Stored data
—————
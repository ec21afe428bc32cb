//! Signature norm checks: infinity bounds on h and z plus a scaled L2 bound.

use raccoon_core::polynomial::Poly;
use raccoon_core::zq::RACC_Q;

use crate::params::ParamSet;

/// Returns true iff the hint `h` and response `z` satisfy the parameter
/// set's rejection bounds. Operates on public values only.
pub fn check_bounds(par: &ParamSet, h: &[Vec<i64>], z: &[Poly]) -> bool {
    let midq = RACC_Q / 2;

    let mut hoo: u64 = 0;
    let mut h22: u64 = 0;
    for hi in h {
        for &x in hi {
            let a = x.unsigned_abs();
            hoo = hoo.max(a);
            h22 += a * a;
        }
    }

    let mut zoo: u64 = 0;
    let mut z22: u64 = 0;
    for zi in z {
        for &x in &zi.c {
            let a = if x > midq { RACC_Q - x } else { x };
            zoo = zoo.max(a);
            let s = a >> 32;
            z22 += s * s;
        }
    }

    if hoo > par.boo_h {
        return false;
    }
    if zoo > par.boo {
        return false;
    }
    // scaled L2: 2^(2*nuw - 64) * ||h||^2 + sum (|z_i| / 2^32)^2
    (h22 << (2 * par.nuw - 64)) + z22 <= par.b22
}
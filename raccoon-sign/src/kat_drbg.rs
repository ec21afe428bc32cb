//! Deterministic AES-256-CTR DRBG matching the NIST KAT harness.
//!
//! Every `fill_bytes` call emits the requested bytes and then re-keys, so
//! the output agrees byte for byte with the `randombytes()` stream of the
//! NIST PQC test suite.

use aes::cipher::generic_array::GenericArray;
use aes::cipher::{BlockEncrypt, KeyInit};
use aes::Aes256;
use rand::{Error, RngCore};
use zeroize::Zeroize;

pub struct KatDrbg {
    key: [u8; 32],
    ctr: [u8; 16],
}

impl KatDrbg {
    /// Initializes from a 48-byte entropy input.
    pub fn new(entropy: &[u8; 48]) -> Self {
        let mut drbg = KatDrbg {
            key: [0u8; 32],
            ctr: [0u8; 16],
        };
        let mut update = [0u8; 48];
        drbg.get_bytes(&mut update);
        for (u, e) in update.iter_mut().zip(entropy.iter()) {
            *u ^= e;
        }
        drbg.set_state(&update);
        update.zeroize();
        drbg
    }

    fn set_state(&mut self, update: &[u8; 48]) {
        self.key.copy_from_slice(&update[..32]);
        self.ctr.copy_from_slice(&update[32..]);
    }

    fn increment_ctr(&mut self) {
        for b in self.ctr.iter_mut().rev() {
            *b = b.wrapping_add(1);
            if *b != 0 {
                break;
            }
        }
    }

    fn get_bytes(&mut self, out: &mut [u8]) {
        let cipher = Aes256::new(GenericArray::from_slice(&self.key));
        let mut off = 0;
        while off < out.len() {
            self.increment_ctr();
            let mut block = GenericArray::clone_from_slice(&self.ctr);
            cipher.encrypt_block(&mut block);
            let n = (out.len() - off).min(16);
            out[off..off + n].copy_from_slice(&block[..n]);
            off += n;
        }
    }
}

impl RngCore for KatDrbg {
    fn next_u32(&mut self) -> u32 {
        let mut b = [0u8; 4];
        self.fill_bytes(&mut b);
        u32::from_le_bytes(b)
    }

    fn next_u64(&mut self) -> u64 {
        let mut b = [0u8; 8];
        self.fill_bytes(&mut b);
        u64::from_le_bytes(b)
    }

    fn fill_bytes(&mut self, dest: &mut [u8]) {
        self.get_bytes(dest);
        let mut update = [0u8; 48];
        self.get_bytes(&mut update);
        self.set_state(&update);
        update.zeroize();
    }

    fn try_fill_bytes(&mut self, dest: &mut [u8]) -> Result<(), Error> {
        self.fill_bytes(dest);
        Ok(())
    }
}

impl Drop for KatDrbg {
    fn drop(&mut self) {
        self.key.zeroize();
        self.ctr.zeroize();
    }
}

#[cfg(test)]
mod tests {
    use super::*;

    fn kat_entropy() -> [u8; 48] {
        let mut e = [0u8; 48];
        for (i, b) in e.iter_mut().enumerate() {
            *b = i as u8;
        }
        e
    }

    #[test]
    fn test_first_output_matches_nist_kat_seed() {
        // the "seed" field of count 0 in every official .rsp file generated
        // from entropy_input = 00 01 02 .. 2F
        let mut drbg = KatDrbg::new(&kat_entropy());
        let mut seed = [0u8; 48];
        drbg.fill_bytes(&mut seed);
        assert_eq!(
            hex::encode_upper(seed),
            "061550234D158C5EC95595FE04EF7A25767F2E24CC2BC479D09D86DC9ABCFDE7056A8C266F9EF97ED08541DBD2E1FFA1"
        );
    }

    #[test]
    fn test_stream_advances_and_reseeds() {
        let mut drbg = KatDrbg::new(&kat_entropy());
        let mut a = [0u8; 16];
        let mut b = [0u8; 16];
        drbg.fill_bytes(&mut a);
        drbg.fill_bytes(&mut b);
        assert_ne!(a, b);

        // deterministic across instances
        let mut drbg2 = KatDrbg::new(&kat_entropy());
        let mut a2 = [0u8; 16];
        drbg2.fill_bytes(&mut a2);
        assert_eq!(a, a2);
    }
}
—————
## [Action item]
Only the number is needed here: how many lines of the records contain "KatDrbg"?

## [Worked solution]
8